■ YOUR INSTRUCTIONS: Your job is to set down the stretch of entries that opens with the line containing "pub fn is_fatal(&self)" and closes with the line containing "impl<SPI: spi::ErrorType, CS: digital::ErrorType> Debug". Keep both end lines, copy each exactly, and add nothing.

INFORMATION below:

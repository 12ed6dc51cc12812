use embedded_io::Write;

/// Two uppercase ASCII hex digits for `byte`.
pub const fn hex_digits(byte: u8) -> [u8; 2] {
    const DIGITS: &[u8; 16] = b"0123456789ABCDEF";
    [DIGITS[(byte >> 4) as usize], DIGITS[(byte & 0x0F) as usize]]
}

/// Line-oriented text sink. Every call blocks until the transport has
/// accepted all bytes.
pub struct Console<W> {
    out: W,
}

impl<W: Write> Console<W> {
    pub fn new(out: W) -> Self {
        Self { out }
    }

    pub fn into_inner(self) -> W {
        self.out
    }

    pub fn print(&mut self, s: &str) -> Result<(), W::Error> {
        self.out.write_all(s.as_bytes())
    }

    pub fn newline(&mut self) -> Result<(), W::Error> {
        self.out.write_all(b"\n")
    }

    pub fn hex_byte(&mut self, byte: u8) -> Result<(), W::Error> {
        self.out.write_all(&hex_digits(byte))
    }

    pub fn hex_bytes(&mut self, bytes: &[u8]) -> Result<(), W::Error> {
        bytes.iter().try_for_each(|&b| self.hex_byte(b))
    }

    /// A 24-bit flash address as six hex digits, most significant first.
    pub fn hex_address(&mut self, addr: u32) -> Result<(), W::Error> {
        let [_, high, mid, low] = addr.to_be_bytes();
        self.hex_bytes(&[high, mid, low])
    }

    pub fn flush(&mut self) -> Result<(), W::Error> {
        self.out.flush()
    }
}
use core::fmt::{self, Debug};
use embedded_hal::digital;
use embedded_hal::spi;

/// The error type used by this library.
///
/// This can encapsulate an SPI or chip-select GPIO error, and adds its own
/// protocol errors on top of that.
pub enum Error<SPI: spi::ErrorType, CS: digital::ErrorType> {
    /// An SPI transfer failed.
    Spi(SPI::Error),
    /// Driving the chip-select line failed.
    Pin(CS::Error),
    /// BUSY never cleared within the configured number of status polls.
    Unresponsive { polls: u32 },
    /// The write enable latch was not observed after a write enable command.
    WriteEnableRejected,
    /// The write cursor does not permit programming (no erased region found,
    /// or a previous write enable was rejected).
    WriteNotPermitted,
    /// The requested write runs past the end of the device.
    CapacityExhausted { address: u32, len: usize },
    /// The requested write straddles two pages.
    PageBoundary { address: u32, len: usize },
}

impl<SPI: spi::ErrorType, CS: digital::ErrorType> Error<SPI, CS> {
    /// Errors after which the bring-up tool cannot continue without a reset.
    pub fn is_fatal(&self) -> bool {
        matches!(
            self,
            Error::CapacityExhausted { .. } | Error::Unresponsive { .. }
        )
    }
}

#[cfg(feature = "defmt")]
impl<SPI: spi::ErrorType, CS: digital::ErrorType> defmt::Format for Error<SPI, CS> {
    fn format(&self, fmt: defmt::Formatter) {
        match self {
            Error::Spi(_spi) => defmt::write!(fmt, "Error::Spi"),
            Error::Pin(_pin) => defmt::write!(fmt, "Error::Pin"),
            Error::Unresponsive { polls } => {
                defmt::write!(fmt, "Error::Unresponsive {{ polls: {} }}", polls)
            }
            Error::WriteEnableRejected => defmt::write!(fmt, "Error::WriteEnableRejected"),
            Error::WriteNotPermitted => defmt::write!(fmt, "Error::WriteNotPermitted"),
            Error::CapacityExhausted { address, len } => defmt::write!(
                fmt,
                "Error::CapacityExhausted {{ address: {:#x}, len: {} }}",
                address,
                len
            ),
            Error::PageBoundary { address, len } => defmt::write!(
                fmt,
                "Error::PageBoundary {{ address: {:#x}, len: {} }}",
                address,
                len
            ),
        }
    }
}

impl<SPI: spi::ErrorType, CS: digital::ErrorType> Debug for Error<SPI, CS> {
    fn fmt(&self, f: &mut fmt::Formatter<'_>) -> fmt::Result {
        match self {
            Error::Spi(spi) => write!(f, "Error::Spi({:?})", spi),
            Error::Pin(pin) => write!(f, "Error::Pin({:?})", pin),
            Error::Unresponsive { polls } => {
                write!(f, "Error::Unresponsive {{ polls: {} }}", polls)
            }
            Error::WriteEnableRejected => write!(f, "Error::WriteEnableRejected"),
            Error::WriteNotPermitted => write!(f, "Error::WriteNotPermitted"),
            Error::CapacityExhausted { address, len } => write!(
                f,
                "Error::CapacityExhausted {{ address: {:#08x}, len: {} }}",
                address, len
            ),
            Error::PageBoundary { address, len } => write!(
                f,
                "Error::PageBoundary {{ address: {:#08x}, len: {} }}",
                address, len
            ),
        }
    }
}

impl<SPI: spi::ErrorType, CS: digital::ErrorType> PartialEq for Error<SPI, CS>
where
    SPI::Error: PartialEq,
    CS::Error: PartialEq,
{
    fn eq(&self, other: &Self) -> bool {
        match (self, other) {
            (Error::Spi(a), Error::Spi(b)) => a == b,
            (Error::Pin(a), Error::Pin(b)) => a == b,
            (Error::Unresponsive { polls: a }, Error::Unresponsive { polls: b }) => a == b,
            (Error::WriteEnableRejected, Error::WriteEnableRejected) => true,
            (Error::WriteNotPermitted, Error::WriteNotPermitted) => true,
            (
                Error::CapacityExhausted { address: a, len: l },
                Error::CapacityExhausted { address: b, len: m },
            ) => a == b && l == m,
            (
                Error::PageBoundary { address: a, len: l },
                Error::PageBoundary { address: b, len: m },
            ) => a == b && l == m,
            _ => false,
        }
    }
}

/// Failure of a bring-up session: either the flash or the diagnostic
/// transport gave up.
#[derive(Debug, PartialEq)]
pub enum SessionError<F, T> {
    Flash(F),
    Transport(T),
}

#[cfg(feature = "defmt")]
impl<F, T> defmt::Format for SessionError<F, T> {
    fn format(&self, fmt: defmt::Formatter) {
        match self {
            SessionError::Flash(_) => defmt::write!(fmt, "SessionError::Flash"),
            SessionError::Transport(_) => defmt::write!(fmt, "SessionError::Transport"),
        }
    }
}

End of INFORMATION.

■ ANSWER:
    pub fn is_fatal(&self) -> bool {
        matches!(
            self,
            Error::CapacityExhausted { .. } | Error::Unresponsive { .. }
        )
    }
}

#[cfg(feature = "defmt")]
impl<SPI: spi::ErrorType, CS: digital::ErrorType> defmt::Format for Error<SPI, CS> {
    fn format(&self, fmt: defmt::Formatter) {
        match self {
            Error::Spi(_spi) => defmt::write!(fmt, "Error::Spi"),
            Error::Pin(_pin) => defmt::write!(fmt, "Error::Pin"),
            Error::Unresponsive { polls } => {
                defmt::write!(fmt, "Error::Unresponsive {{ polls: {} }}", polls)
            }
            Error::WriteEnableRejected => defmt::write!(fmt, "Error::WriteEnableRejected"),
            Error::WriteNotPermitted => defmt::write!(fmt, "Error::WriteNotPermitted"),
            Error::CapacityExhausted { address, len } => defmt::write!(
                fmt,
                "Error::CapacityExhausted {{ address: {:#x}, len: {} }}",
                address,
                len
            ),
            Error::PageBoundary { address, len } => defmt::write!(
                fmt,
                "Error::PageBoundary {{ address: {:#x}, len: {} }}",
                address,
                len
            ),
        }
    }
}

impl<SPI: spi::ErrorType, CS: digital::ErrorType> Debug for Error<SPI, CS> {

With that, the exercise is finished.